The SEC has contended that numerous cryptocurrencies are securities within its jurisdiction in a series of lawsuits against crypto firms.
Joseph Lubin, the co-founder of Ethereum, criticized the SEC’s strategy, alleging that it prioritizes strategic enforcement actions over encouraging open discourse and establishing explicit regulatory guidelines.
This has resulted in regulatory uncertainty that has caused unease within the cryptocurrency industry, affecting prominent cryptocurrency initiatives and leading exchanges. Additionally, he stated:
“The SEC probably doesn’t want to see a wave of innovation that will really transform the landscape.”
Congress may take action against the SEC, which could alter its purported authority over the US crypto industry.
The House enacted the Financial Innovation and Technology for the 21st Century Act (FIT21) with widespread bipartisan support. The Commodity Futures Trading Commission would oversee the crypto industry under the proposed legislation.

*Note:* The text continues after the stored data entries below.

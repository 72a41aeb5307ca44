use std::hint::black_box;

use criterion::{BenchmarkId, Criterion};

use crate::{
    api::{ContextNew, FftPlanAlloc},
    config::Environment,
    layouts::{Backend, Context, Direction, FftPlan, PlanQuality},
    oep::FftExecImpl,
    source::Source,
};

pub fn bench_fft_forward<B: Backend>(c: &mut Criterion, label: &str)
where
    Context<B>: FftPlanAlloc<B> + ContextNew<B>,
    B: FftExecImpl<B>,
{
    bench_fft::<B>(c, label, Direction::Forward)
}

pub fn bench_fft_backward<B: Backend>(c: &mut Criterion, label: &str)
where
    Context<B>: FftPlanAlloc<B> + ContextNew<B>,
    B: FftExecImpl<B>,
{
    bench_fft::<B>(c, label, Direction::Backward)
}

fn bench_fft<B: Backend>(c: &mut Criterion, label: &str, direction: Direction)
where
    Context<B>: FftPlanAlloc<B> + ContextNew<B>,
    B: FftExecImpl<B>,
{
    let group_name: String = format!("fft_{direction}::{label}");

    let mut group = c.benchmark_group(group_name);

    fn runner<B: Backend>(params: [usize; 2], direction: Direction) -> impl FnMut()
    where
        Context<B>: FftPlanAlloc<B> + ContextNew<B>,
        B: FftExecImpl<B>,
    {
        let length: usize = params[0];
        let n_batch: usize = params[1];

        let env: Environment = Environment::default();
        let ctx: Context<B> = Context::<B>::new(&env).expect("context creation failed");
        let scale: f64 = match direction {
            Direction::Forward => 1.0,
            Direction::Backward => 1.0 / length as f64,
        };
        let mut plan: FftPlan<B> = ctx
            .fft_plan_alloc(length, n_batch, PlanQuality::Exhaustive, direction, scale)
            .expect("plan allocation failed");

        let mut source: Source = Source::new([0u8; 32]);
        for i in 0..n_batch {
            match direction {
                Direction::Forward => source.fill_normal(0.0, 1.0, plan.tdata_mut(i)),
                Direction::Backward => source.fill_normal(0.0, 1.0, plan.fdata_mut(i)),
            }
        }

        move || {
            plan.exec();
            black_box(());
        }
    }

    for params in [[1 << 10, 16], [1 << 14, 16], [1 << 16, 4], [3 * 1000, 16]] {
        let id: BenchmarkId = BenchmarkId::from_parameter(format!("{}x{}", params[0], params[1]));
        let mut runner = runner::<B>(params, direction);
        group.bench_with_input(id, &(), |b, _| b.iter(&mut runner));
    }

    group.finish();
}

Most digital assets would be classified as commodities rather than securities if they were placed under the jurisdiction of the CFTC. This would result in the SEC losing regulatory supervision.
This action is particularly noteworthy in light of the Biden administration’s crypto industry assault, implemented under the SEC’s jurisdiction.
Returning the SEC’s SAB 121, which prohibits banks from holding cryptocurrency, was essential due to President Joe Biden’s veto.
The House and Senate both supported the bipartisan resolution to repeal SAB 121.